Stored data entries

== Segment start ==

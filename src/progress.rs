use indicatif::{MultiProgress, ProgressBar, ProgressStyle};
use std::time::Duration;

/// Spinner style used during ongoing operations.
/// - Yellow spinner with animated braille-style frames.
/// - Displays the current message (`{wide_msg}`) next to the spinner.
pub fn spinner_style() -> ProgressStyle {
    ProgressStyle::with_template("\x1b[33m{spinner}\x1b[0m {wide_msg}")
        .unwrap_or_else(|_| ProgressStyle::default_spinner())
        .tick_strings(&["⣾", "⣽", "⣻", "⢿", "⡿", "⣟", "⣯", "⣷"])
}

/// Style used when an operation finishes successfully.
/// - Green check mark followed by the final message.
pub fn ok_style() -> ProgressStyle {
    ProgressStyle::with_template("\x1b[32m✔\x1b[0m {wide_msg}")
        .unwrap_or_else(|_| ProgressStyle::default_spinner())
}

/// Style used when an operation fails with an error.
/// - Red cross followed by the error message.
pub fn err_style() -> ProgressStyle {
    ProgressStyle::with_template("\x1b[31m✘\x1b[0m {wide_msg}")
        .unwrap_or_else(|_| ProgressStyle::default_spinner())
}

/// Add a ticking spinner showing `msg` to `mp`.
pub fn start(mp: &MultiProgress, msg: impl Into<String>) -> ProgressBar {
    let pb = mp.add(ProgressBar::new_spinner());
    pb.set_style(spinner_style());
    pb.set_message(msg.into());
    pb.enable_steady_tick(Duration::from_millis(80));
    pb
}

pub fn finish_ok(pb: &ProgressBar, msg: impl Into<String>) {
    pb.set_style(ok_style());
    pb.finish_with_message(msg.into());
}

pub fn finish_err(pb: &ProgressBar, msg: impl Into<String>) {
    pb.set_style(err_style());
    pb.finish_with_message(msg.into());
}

== Segment end ==

_Problem details_. Looking at the entries above, copy out every line in which "error" occurs.

_Answer box_.
/// Style used when an operation fails with an error.
/// - Red cross followed by the error message.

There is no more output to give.